Впрочем, с началом войны все разговоры стали сводиться к военным действиям и спорам о политической правоте. В северной Франции, Восточной Пруссии, Галиции и Польше шли тяжелые бои. Немецкие и австрийские евреи выступали за Тройственный союз, русские и румынские в большинстве своем – против. Начались даже разговоры о формировании отдельных еврейских частей в составе английской и русской армий, и где-то в Месопотамии уже вели бои наступающие английские войска. Попытка турецкой палестинской армии под командованием Джемаль-паши пересечь Синайский полуостров и атаковать английский корпус в Египте окончилась провалом, и об этом тоже много говорили.
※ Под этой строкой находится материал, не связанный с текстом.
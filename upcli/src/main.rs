use clap::Parser;
use libpulse_watch::{config::Config, validate_endpoints, Monitor};
use std::path::PathBuf;
use tracing::{error, info};
use tracing_subscriber::{fmt, layer::SubscriberExt, util::SubscriberInitExt, EnvFilter};

#[derive(Parser, Debug)]
#[command(name = "upmon")]
#[command(about = "HTTP endpoint availability monitor", long_about = None)]
struct Args {
    /// Path to the TOML config file with the endpoint list
    config: PathBuf,

    /// Enable debug-level logging (equivalent to RUST_LOG=debug)
    #[arg(long, short = 'd')]
    debug: bool,

    /// Append logs to this file in addition to stdout
    #[arg(long)]
    log_file: Option<PathBuf>,
}

#[tokio::main]
async fn main() -> Result<(), Box<dyn std::error::Error>> {
    let args = Args::parse();

    let default_level = if args.debug { "debug" } else { "info" };
    let filter =
        EnvFilter::try_from_default_env().unwrap_or_else(|_| EnvFilter::new(default_level));

    // The appender guard must outlive both loops, so it stays bound
    // here for the life of the process.
    let (file_layer, _guard) = match &args.log_file {
        Some(path) => {
            let file = std::fs::OpenOptions::new()
                .create(true)
                .append(true)
                .open(path)?;
            let (writer, guard) = tracing_appender::non_blocking(file);
            let layer = fmt::layer().with_writer(writer).with_ansi(false);
            (Some(layer), Some(guard))
        }
        None => (None, None),
    };

    tracing_subscriber::registry()
        .with(filter)
        .with(fmt::layer())
        .with(file_layer)
        .init();

    let config = match Config::load(&args.config) {
        Ok(config) => config,
        Err(e) => {
            error!(path = %args.config.display(), error = %e, "could not load configuration");
            std::process::exit(1);
        }
    };

    let endpoints = validate_endpoints(config.endpoints);
    info!(endpoints = endpoints.len(), "starting availability monitor");

    let monitor = Monitor::new(endpoints, config.monitor);

    let reporter = monitor.clone();
    tokio::spawn(async move {
        reporter.run_reporter().await;
    });

    monitor.run_dispatch().await;
    Ok(())
}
Так что постепенно и его узкий круг знакомых стал казаться Визенгрунду избыточным. Он последним уходил из опустевшего здания Техниона – избегая таким образом встреч с коллегами – ходил в дальние незнакомые кафе, выбирал кружные пути домой, ускользая от приветственных окликов знакомых лавочников. Впрочем, строительство остановилось; в руководстве проекта царил хаос, а фонд «Эзра» теперь уже в основном лишь пытался защитить здание от разграбления и наступающей разрухи. Научная жизнь тоже почти полностью остановилась, журналы перестали приходить, материалов не было, никаких общих целей не было тоже. Часто Визенгрунд просто просиживал в пустом здании с романом или томиком стихов до вечера, а потом, оставаясь незамеченным, возвращался домой по темным улицам. Но постепенно и книги, которые он заказывал по почте, тоже перестали приходить, а эхо вселенской бойни докатывалось до Хайфы все чаще и чаще.